Tool’s best album in days

What more could a fan ask of Tool after they have delivered an album such as 10,000 Days? The answer doesn’t exist.

10,000 Days opens stronger than Tool’s previous albums. The abrasive first track, “Vicarious,” is one of the best songs on the album and one of Tool’s best to date. While vocalist Maynard James Keenan paints a face of disgust and wonder on our society for its consistent indulgence of violent media-singing “I need to watch things die (from a distance)”-drummer Danny Carey inches his way up and down your spine, preying on you like a cancer.

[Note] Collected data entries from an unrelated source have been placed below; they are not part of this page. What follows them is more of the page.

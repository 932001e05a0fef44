/// Result type used across pictura.
pub type PicturaResult<T> = Result<T, PicturaError>;

/// Every failure a pictura operation can report.
#[derive(thiserror::Error, Debug)]
pub enum PicturaError {
    /// A raster source could not be decoded into a pixel buffer.
    #[error("construction failure: {0}")]
    Construction(String),

    /// Writing an encoded image failed.
    #[error("io failure: {0}")]
    Io(String),

    /// The rendering backend could not draw a node.
    #[error("render error: {0}")]
    Render(String),

    /// Misuse of an API or an invalid setting.
    #[error("validation error: {0}")]
    Validation(String),

    /// Wrapped lower-level error.
    #[error(transparent)]
    Other(#[from] anyhow::Error),
}

impl PicturaError {
    /// Build a [`PicturaError::Construction`] value.
    pub fn construction(msg: impl Into<String>) -> Self {
        Self::Construction(msg.into())
    }

    /// Build a [`PicturaError::Io`] value.
    pub fn io(msg: impl Into<String>) -> Self {
        Self::Io(msg.into())
    }

    /// Build a [`PicturaError::Render`] value.
    pub fn render(msg: impl Into<String>) -> Self {
        Self::Render(msg.into())
    }

    /// Build a [`PicturaError::Validation`] value.
    pub fn validation(msg: impl Into<String>) -> Self {
        Self::Validation(msg.into())
    }
}

#[cfg(test)]
#[path = "../../tests/unit/foundation/error.rs"]
mod tests;
use crate::{
    foundation::core::Point,
    foundation::error::PicturaResult,
    model::node::{Image, Node},
    render::backend::Painter,
};

impl Image {
    /// Issue the drawing calls for this image, back to front.
    pub fn draw(&self, painter: &mut dyn Painter) -> PicturaResult<()> {
        match self.node() {
            Node::Rectangle(r) => painter.rectangle(r),
            Node::Ellipse(e) => painter.ellipse(e),
            Node::Circle(c) => painter.circle(c),
            Node::Polygon(p) => painter.polygon(p),
            Node::Text(t) => painter.text(t),
            Node::Raster(r) => painter.pixels(Point::ORIGIN, &r.pixels),
            Node::Frozen(f) => painter.pixels(f.origin, &f.pixels),
            Node::Transform(t) => {
                painter.push_transform(t.transform)?;
                let drawn = t.child.draw(painter);
                painter.pop_transform()?;
                drawn
            }
            Node::Overlay(o) => {
                o.back.draw(painter)?;
                o.front.draw(painter)
            }
            Node::Crop(c) => {
                painter.push_clip(c.window)?;
                let drawn = c.child.draw(painter);
                painter.pop_clip()?;
                drawn
            }
        }
    }
}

As the album slows down, there is the emotional forest fire that is this album’s strongest song, “10,000 Days (Wings Part 2),” which is a rough estimation of the days Maynard’s mother, Judith Marie Keenan, struggled with paralysis before she passed away.

It is a daunting and distressing task listening to Maynard spew his lyrics, coated in the blood of a man who’s only able to bite his tongue as he begs the God he’s denied and resented all his life to allow his mother passage into the gates, singing “I only pray heaven knows/When to lift you out/10,000 days in the fire is long enough/You’re going home.” Other songs like “The Pot,” “Rosetta Stoned,” and “Right in Two” continue to delicately sprinkle the already blessed album with ripe insights and curious instrumental passages that act like a progression to nowhere.

10,000 Days is the strongest album 2006 will probably see. An album of this strength rarely surfaces long enough.

Before that happens, it’s important to note the album for what it is: a declaration of love and admiration from a son to his mother.